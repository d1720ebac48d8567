//! runner
//!
//! Execution of the external programs that manage adapters and WiFi.
//!
//! # Design
//!
//! Adapter and WiFi managers never spawn processes themselves. They go
//! through the [`CommandRunner`] trait, so argument construction and
//! output parsing can be tested against [`mock::MockRunner`] without
//! touching real hardware.

pub mod mock;

use std::io;
use std::process::Command;
use thiserror::Error;

/// Errors from running an external program.
#[derive(Debug, Error)]
pub enum RunError {
    /// The program could not be started.
    #[error("failed to start '{program}': {source}")]
    Spawn { program: String, source: io::Error },

    /// The program ran but reported failure.
    #[error("'{command}' failed (exit code {}): {stderr}", format_code(.code))]
    Failed {
        command: String,
        code: Option<i32>,
        stderr: String,
    },
}

fn format_code(code: &Option<i32>) -> String {
    code.map_or_else(|| "none".to_string(), |c| c.to_string())
}

/// Captured result of a finished program.
#[derive(Debug, Clone, Default, PartialEq, Eq)]
pub struct ProgramOutput {
    /// Whether the program exited successfully.
    pub success: bool,
    /// Exit code, if the program exited normally.
    pub code: Option<i32>,
    /// Captured standard output.
    pub stdout: String,
    /// Captured standard error.
    pub stderr: String,
}

impl ProgramOutput {
    /// A successful run that printed `stdout`.
    pub fn ok(stdout: impl Into<String>) -> Self {
        Self {
            success: true,
            code: Some(0),
            stdout: stdout.into(),
            stderr: String::new(),
        }
    }

    /// A failed run with the given exit code and error text.
    pub fn failed(code: i32, stderr: impl Into<String>) -> Self {
        Self {
            success: false,
            code: Some(code),
            stdout: String::new(),
            stderr: stderr.into(),
        }
    }
}

/// Runs external programs.
pub trait CommandRunner: Send + Sync {
    /// Run `program` with `args` and capture its output.
    ///
    /// A non-zero exit is NOT an error here; see [`run_checked`].
    fn run(&self, program: &str, args: &[&str]) -> Result<ProgramOutput, RunError>;
}

/// Run a program and turn a failed exit into [`RunError::Failed`].
///
/// Returns the captured standard output on success.
pub fn run_checked(
    runner: &dyn CommandRunner,
    program: &str,
    args: &[&str],
) -> Result<String, RunError> {
    let output = runner.run(program, args)?;
    check(output, || display_command(program, args))
}

/// Like [`run_checked`], but `secret` is masked in any error message.
pub fn run_checked_redacting(
    runner: &dyn CommandRunner,
    program: &str,
    args: &[&str],
    secret: &str,
) -> Result<String, RunError> {
    let output = runner.run(program, args)?;
    check(output, || {
        let masked: Vec<&str> = args
            .iter()
            .map(|&arg| {
                if !secret.is_empty() && arg == secret {
                    "<redacted>"
                } else {
                    arg
                }
            })
            .collect();
        display_command(program, &masked)
    })
}

fn check(output: ProgramOutput, command: impl FnOnce() -> String) -> Result<String, RunError> {
    if output.success {
        Ok(output.stdout)
    } else {
        Err(RunError::Failed {
            command: command(),
            code: output.code,
            stderr: output.stderr.trim().to_string(),
        })
    }
}

/// Render a command line for messages.
///
/// Callers must not pass secrets in `args` if the result may be shown.
pub fn display_command(program: &str, args: &[&str]) -> String {
    std::iter::once(program)
        .chain(args.iter().copied())
        .collect::<Vec<_>>()
        .join(" ")
}

/// Runs programs on the local system via [`std::process::Command`].
#[derive(Debug, Clone, Copy, Default)]
pub struct SystemRunner;

impl CommandRunner for SystemRunner {
    fn run(&self, program: &str, args: &[&str]) -> Result<ProgramOutput, RunError> {
        let output = Command::new(program)
            .args(args)
            .output()
            .map_err(|e| RunError::Spawn {
                program: program.to_string(),
                source: e,
            })?;

        Ok(ProgramOutput {
            success: output.status.success(),
            code: output.status.code(),
            stdout: String::from_utf8_lossy(&output.stdout).into_owned(),
            stderr: String::from_utf8_lossy(&output.stderr).into_owned(),
        })
    }
}

/// Operating system family, which decides the tools used.
#[derive(Debug, Clone, Copy, PartialEq, Eq)]
pub enum Platform {
    /// Linux and other Unix-likes: `ip` and `nmcli`.
    Unix,
    /// Windows: `netsh`.
    Windows,
}

impl Platform {
    /// The platform this binary was built for.
    pub fn current() -> Self {
        if cfg!(windows) {
            Platform::Windows
        } else {
            Platform::Unix
        }
    }
}

#[cfg(test)]
mod tests {
    use super::mock::MockRunner;
    use super::*;

    #[test]
    fn run_checked_returns_stdout() {
        let runner = MockRunner::new().respond(ProgramOutput::ok("hello\n"));
        let out = run_checked(&runner, "echo", &["hello"]).unwrap();
        assert_eq!(out, "hello\n");
    }

    #[test]
    fn run_checked_reports_failure() {
        let runner = MockRunner::new().respond(ProgramOutput::failed(
            2,
            "RTNETLINK answers: Operation not permitted\n",
        ));
        let err = run_checked(&runner, "ip", &["link", "set", "dev", "eth0", "down"]).unwrap_err();

        match err {
            RunError::Failed {
                command,
                code,
                stderr,
            } => {
                assert_eq!(command, "ip link set dev eth0 down");
                assert_eq!(code, Some(2));
                assert_eq!(stderr, "RTNETLINK answers: Operation not permitted");
            }
            other => panic!("unexpected error: {other:?}"),
        }
    }

    #[test]
    fn redacting_masks_secret() {
        let runner = MockRunner::new().respond(ProgramOutput::failed(10, "No network with SSID"));
        let err = run_checked_redacting(
            &runner,
            "nmcli",
            &["device", "wifi", "connect", "home", "password", "hunter2"],
            "hunter2",
        )
        .unwrap_err();

        let message = err.to_string();
        assert!(message.contains("password <redacted>"));
        assert!(!message.contains("hunter2"));
    }

    #[test]
    fn failed_message_includes_code() {
        let err = RunError::Failed {
            command: "nmcli".to_string(),
            code: None,
            stderr: "killed".to_string(),
        };
        assert_eq!(err.to_string(), "'nmcli' failed (exit code none): killed");
    }

    #[test]
    fn system_runner_spawn_error() {
        let err = SystemRunner
            .run("adapman-test-no-such-program", &[])
            .unwrap_err();
        assert!(matches!(err, RunError::Spawn { .. }));
    }

    #[test]
    fn current_platform() {
        #[cfg(windows)]
        assert_eq!(Platform::current(), Platform::Windows);
        #[cfg(not(windows))]
        assert_eq!(Platform::current(), Platform::Unix);
    }
}
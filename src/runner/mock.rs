//! runner::mock
//!
//! Scripted command runner for deterministic testing.
//!
//! # Design
//!
//! Responses are queued and handed out in order, one per call. When the
//! queue is empty every call succeeds with empty output. Every call is
//! recorded so tests can assert on the exact command lines.
//!
//! # Example
//!
//! ```
//! use adapman::runner::mock::MockRunner;
//! use adapman::runner::{CommandRunner, ProgramOutput};
//!
//! let runner = MockRunner::new().respond(ProgramOutput::ok("up\n"));
//!
//! let out = runner.run("cat", &["/sys/class/net/eth0/operstate"]).unwrap();
//! assert_eq!(out.stdout, "up\n");
//! assert_eq!(runner.calls()[0].command_line(), "cat /sys/class/net/eth0/operstate");
//! ```

use std::collections::VecDeque;
use std::sync::{Arc, Mutex, MutexGuard, PoisonError};

use super::{display_command, CommandRunner, ProgramOutput, RunError};

/// Mock runner for testing.
///
/// Thread-safe via internal `Arc<Mutex<...>>` wrapping; clones share state.
#[derive(Debug, Clone, Default)]
pub struct MockRunner {
    inner: Arc<Mutex<MockRunnerInner>>,
}

#[derive(Debug, Default)]
struct MockRunnerInner {
    responses: VecDeque<ProgramOutput>,
    calls: Vec<Invocation>,
}

/// A recorded call.
#[derive(Debug, Clone, PartialEq, Eq)]
pub struct Invocation {
    pub program: String,
    pub args: Vec<String>,
}

impl Invocation {
    /// The call rendered as a single command line.
    pub fn command_line(&self) -> String {
        let args: Vec<&str> = self.args.iter().map(String::as_str).collect();
        display_command(&self.program, &args)
    }
}

impl MockRunner {
    /// Create a runner with no scripted responses.
    pub fn new() -> Self {
        Self::default()
    }

    /// Queue a response for the next unanswered call.
    pub fn respond(self, output: ProgramOutput) -> Self {
        self.lock().responses.push_back(output);
        self
    }

    /// Get all recorded calls.
    pub fn calls(&self) -> Vec<Invocation> {
        self.lock().calls.clone()
    }

    /// Recorded calls rendered as command lines.
    pub fn command_lines(&self) -> Vec<String> {
        self.calls().iter().map(Invocation::command_line).collect()
    }

    // A panicking test thread must not hide the calls recorded before it.
    fn lock(&self) -> MutexGuard<'_, MockRunnerInner> {
        self.inner.lock().unwrap_or_else(PoisonError::into_inner)
    }
}

impl CommandRunner for MockRunner {
    fn run(&self, program: &str, args: &[&str]) -> Result<ProgramOutput, RunError> {
        let mut inner = self.lock();
        inner.calls.push(Invocation {
            program: program.to_string(),
            args: args.iter().map(|a| a.to_string()).collect(),
        });
        Ok(inner
            .responses
            .pop_front()
            .unwrap_or_else(|| ProgramOutput::ok("")))
    }
}

#[cfg(test)]
mod tests {
    use super::*;

    #[test]
    fn responses_are_fifo() {
        let runner = MockRunner::new()
            .respond(ProgramOutput::ok("first"))
            .respond(ProgramOutput::failed(1, "second"));

        assert_eq!(runner.run("a", &[]).unwrap().stdout, "first");
        assert!(!runner.run("b", &[]).unwrap().success);
        assert_eq!(runner.run("c", &[]).unwrap(), ProgramOutput::ok(""));
    }

    #[test]
    fn clones_share_recorded_calls() {
        let runner = MockRunner::new();
        let clone = runner.clone();
        clone.run("ip", &["link"]).unwrap();
        assert_eq!(runner.command_lines(), vec!["ip link".to_string()]);
    }
}
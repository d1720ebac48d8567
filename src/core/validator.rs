//! core::validator
//!
//! Structural validation of raw command-line arguments.
//!
//! # Accepted Shapes
//!
//! | Count | Shape                                  |
//! |-------|----------------------------------------|
//! | 1     | `-da` or `-ea`                         |
//! | 2     | `-dw:ssid <SSID>`                      |
//! | 4     | `-cw:ssid <SSID> -cw:pwd <PASSWORD>`   |
//!
//! Flags compare case-insensitively. SSID and password values are never
//! case-folded. An SSID must not be blank; a password may be.
//!
//! The [`Shape`] table is the single source of truth for what is accepted:
//! the parser maps a `Shape`, never the raw flag text, so anything that
//! validates also maps to a command.

use super::strings::{eq_ignore_case, is_blank};

/// Prefix that marks a token as a flag.
pub const FLAG_PREFIX: char = '-';

/// Disable all adapters.
pub const DISABLE_ALL_FLAG: &str = "-da";
/// Enable all adapters.
pub const ENABLE_ALL_FLAG: &str = "-ea";
/// Introduces the SSID to disconnect from.
pub const DISCONNECT_SSID_FLAG: &str = "-dw:ssid";
/// Introduces the SSID to connect to.
pub const CONNECT_SSID_FLAG: &str = "-cw:ssid";
/// Introduces the network key for the connection.
pub const CONNECT_PASSWORD_FLAG: &str = "-cw:pwd";

/// One of the accepted argument shapes.
#[derive(Debug, Clone, Copy, PartialEq, Eq)]
pub enum Shape {
    /// `-da`
    DisableAll,
    /// `-ea`
    EnableAll,
    /// `-dw:ssid <SSID>`
    DisconnectWifi,
    /// `-cw:ssid <SSID> -cw:pwd <PASSWORD>`
    ConnectWifi,
}

/// Classify an argument list into one of the accepted shapes.
///
/// Returns `None` if the arguments match no shape.
pub fn classify<S: AsRef<str>>(args: &[S]) -> Option<Shape> {
    if !args.iter().any(|a| a.as_ref().starts_with(FLAG_PREFIX)) {
        return None;
    }

    match args {
        [only] => {
            let only = only.as_ref();
            if eq_ignore_case(only, DISABLE_ALL_FLAG) {
                Some(Shape::DisableAll)
            } else if eq_ignore_case(only, ENABLE_ALL_FLAG) {
                Some(Shape::EnableAll)
            } else {
                None
            }
        }
        [flag, ssid]
            if eq_ignore_case(flag.as_ref(), DISCONNECT_SSID_FLAG) && !is_blank(ssid.as_ref()) =>
        {
            Some(Shape::DisconnectWifi)
        }
        // The password itself may be blank.
        [ssid_flag, ssid, pwd_flag, _]
            if eq_ignore_case(ssid_flag.as_ref(), CONNECT_SSID_FLAG)
                && !is_blank(ssid.as_ref())
                && eq_ignore_case(pwd_flag.as_ref(), CONNECT_PASSWORD_FLAG) =>
        {
            Some(Shape::ConnectWifi)
        }
        _ => None,
    }
}

/// Validate the arguments passed on the command line.
///
/// Pure: the result depends only on `args`. Returns false for an empty list,
/// a list with no flag at all, or any list that matches none of the accepted
/// shapes.
///
/// # Example
///
/// ```
/// use adapman::core::validator::is_valid;
///
/// assert!(is_valid(&["-da"]));
/// assert!(is_valid(&["-dw:ssid", "home"]));
/// assert!(!is_valid(&["-dw:ssid", "  "]));
/// assert!(!is_valid::<&str>(&[]));
/// ```
pub fn is_valid<S: AsRef<str>>(args: &[S]) -> bool {
    classify(args).is_some()
}
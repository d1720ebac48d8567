//! core::action
//!
//! The action requested on the command line.

use std::fmt;

/// Describes what the user wants adapman to do, based on which switches
/// were passed on the command line.
///
/// Exactly one action is carried by every parsed command.
#[derive(Debug, Clone, Copy, PartialEq, Eq, Hash, Default)]
pub enum Action {
    /// Disable every network adapter, cutting off connectivity entirely.
    DisableAllAdapters,
    /// Enable every network adapter so the machine can reach a network again.
    EnableAllAdapters,
    /// Connect the WiFi interface to a network with the given SSID and key.
    ConnectWifi,
    /// Disconnect the WiFi interface from the network with the given SSID.
    DisconnectWifi,
    /// No action. Dispatching it does nothing.
    #[default]
    Unknown,
}

impl Action {
    /// Whether this action operates on the WiFi interface (and so carries an SSID).
    pub fn requires_wifi(self) -> bool {
        matches!(self, Action::ConnectWifi | Action::DisconnectWifi)
    }
}

impl fmt::Display for Action {
    fn fmt(&self, f: &mut fmt::Formatter<'_>) -> fmt::Result {
        let text = match self {
            Action::DisableAllAdapters => "disable all adapters",
            Action::EnableAllAdapters => "enable all adapters",
            Action::ConnectWifi => "connect wifi",
            Action::DisconnectWifi => "disconnect wifi",
            Action::Unknown => "unknown",
        };
        f.write_str(text)
    }
}
//! ui
//!
//! User-facing output.
//!
//! # Modules
//!
//! - [`output`] - Output formatting and display
//!
//! # Design
//!
//! All console output goes through this module so the quiet and debug
//! flags are honored consistently.

pub mod output;
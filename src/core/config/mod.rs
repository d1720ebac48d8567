//! core::config
//!
//! Configuration schema and loading.
//!
//! # Locations
//!
//! The first file found wins:
//! 1. The path given with `--config` (must exist)
//! 2. `$ADAPMAN_CONFIG` if set
//! 3. `$XDG_CONFIG_HOME/adapman/config.toml`
//! 4. `~/.adapman/config.toml`
//!
//! A missing file is not an error; defaults are used.
//!
//! # Precedence
//!
//! CLI flags override file values. That merge happens in the CLI layer.

pub mod schema;

pub use schema::{AdapterSettings, ConfigFile, WifiSettings};

use std::fs;
use std::path::{Path, PathBuf};
use thiserror::Error;

/// Environment variable naming an explicit config file.
pub const CONFIG_ENV: &str = "ADAPMAN_CONFIG";

/// Errors from configuration operations.
#[derive(Debug, Error)]
pub enum ConfigError {
    #[error("failed to read config file '{path}': {source}")]
    ReadError {
        path: PathBuf,
        source: std::io::Error,
    },

    #[error("failed to parse config file '{path}': {message}")]
    ParseError { path: PathBuf, message: String },

    #[error("invalid config value: {0}")]
    InvalidValue(String),
}

/// Loaded configuration with defaults applied through accessors.
#[derive(Debug, Clone, Default)]
pub struct Config {
    /// Parsed file contents (default if no file was found)
    pub file: ConfigFile,
    /// Path the configuration was loaded from
    path: Option<PathBuf>,
}

impl Config {
    /// Load configuration.
    ///
    /// If `explicit` is given, that file must exist. Otherwise the standard
    /// locations are searched.
    ///
    /// # Errors
    ///
    /// Returns an error if a config file exists but cannot be read, parsed,
    /// or validated.
    pub fn load(explicit: Option<&Path>) -> Result<Self, ConfigError> {
        if let Some(path) = explicit {
            return Self::load_from(path);
        }

        match Self::find() {
            Some(path) => Self::load_from(&path),
            None => Ok(Self::default()),
        }
    }

    /// Load and validate a specific config file.
    pub fn load_from(path: &Path) -> Result<Self, ConfigError> {
        let contents = fs::read_to_string(path).map_err(|e| ConfigError::ReadError {
            path: path.to_path_buf(),
            source: e,
        })?;

        let file: ConfigFile = toml::from_str(&contents).map_err(|e| ConfigError::ParseError {
            path: path.to_path_buf(),
            message: e.to_string(),
        })?;
        file.validate()?;

        Ok(Self {
            file,
            path: Some(path.to_path_buf()),
        })
    }

    /// Search the standard locations for a config file.
    fn find() -> Option<PathBuf> {
        if let Ok(path) = std::env::var(CONFIG_ENV) {
            let path = PathBuf::from(path);
            if path.exists() {
                return Some(path);
            }
        }

        if let Ok(xdg_home) = std::env::var("XDG_CONFIG_HOME") {
            let path = PathBuf::from(xdg_home).join("adapman/config.toml");
            if path.exists() {
                return Some(path);
            }
        }

        dirs::home_dir()
            .map(|home| home.join(".adapman/config.toml"))
            .filter(|path| path.exists())
    }

    /// Path the configuration came from, if any.
    pub fn path(&self) -> Option<&Path> {
        self.path.as_deref()
    }

    /// Whether debug output is on by default.
    ///
    /// Defaults to `false`.
    pub fn debug(&self) -> bool {
        self.file.debug.unwrap_or(false)
    }

    /// Adapter exclusion patterns.
    ///
    /// Defaults to excluding loopback adapters.
    pub fn adapter_exclusions(&self) -> Vec<String> {
        self.file
            .adapters
            .as_ref()
            .and_then(|a| a.exclude.clone())
            .unwrap_or_else(default_exclusions)
    }

    /// WiFi interface to use, if configured.
    pub fn wifi_interface(&self) -> Option<&str> {
        self.file.wifi.as_ref().and_then(|w| w.interface.as_deref())
    }
}

fn default_exclusions() -> Vec<String> {
    vec!["loopback".to_string()]
}
//! cli
//!
//! Command-line interface layer for adapman.
//!
//! # Responsibilities
//!
//! - Parse global options via clap
//! - Turn the action flags into a [`ParsedCommand`], once
//! - Print usage and fail when the action flags are invalid
//! - Hand the command and its collaborators to [`commands::dispatch`]

pub mod args;
pub mod commands;
pub mod usage;

pub use args::Cli;
pub use usage::usage;

use std::process::ExitCode;

use anyhow::{Context as _, Result};

use crate::adapter::SystemAdapterManager;
use crate::core::config::Config;
use crate::core::ParsedCommand;
use crate::runner::{Platform, SystemRunner};
use crate::ui::output::{self, Verbosity};
use crate::wifi::system_wifi;

/// Settings shared by every command handler.
#[derive(Debug, Clone, Copy, Default)]
pub struct Context {
    /// How much to print.
    pub verbosity: Verbosity,
    /// Report instead of acting.
    pub dry_run: bool,
}

/// Run the CLI application.
///
/// This is the main entry point called from `main.rs`. Returns a failure
/// exit code, after printing usage, when the action flags are invalid.
pub fn run() -> Result<ExitCode> {
    let cli = Cli::parse_args();

    let config = Config::load(cli.config.as_deref()).context("Failed to load configuration")?;
    let verbosity = Verbosity::from_flags(cli.quiet, cli.debug || config.debug());
    if let Some(path) = config.path() {
        output::debug(
            format!("loaded configuration from {}", path.display()),
            verbosity,
        );
    }

    let Some(command) = ParsedCommand::parse(&cli.args) else {
        output::error("invalid command line");
        eprintln!("\n{}", usage());
        return Ok(ExitCode::FAILURE);
    };

    let ctx = Context {
        verbosity,
        dry_run: cli.dry_run,
    };
    let adapters = SystemAdapterManager::new(config.adapter_exclusions());
    let wifi = system_wifi(
        SystemRunner,
        Platform::current(),
        config.wifi_interface().map(str::to_string),
    );

    commands::dispatch(&command, &ctx, &adapters, wifi.as_ref())?;
    Ok(ExitCode::SUCCESS)
}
______________________________
• [What you should do]: If a line in the data above holds the string "impl", copy it.

• [Result]:
impl ProgramOutput {
    pub fn ok(stdout: impl Into<String>) -> Self {
    pub fn failed(code: i32, stderr: impl Into<String>) -> Self {
fn check(output: ProgramOutput, command: impl FnOnce() -> String) -> Result<String, RunError> {
impl CommandRunner for SystemRunner {
impl Platform {
impl Invocation {
impl MockRunner {
impl CommandRunner for MockRunner {
impl Action {
impl fmt::Display for Action {
impl Config {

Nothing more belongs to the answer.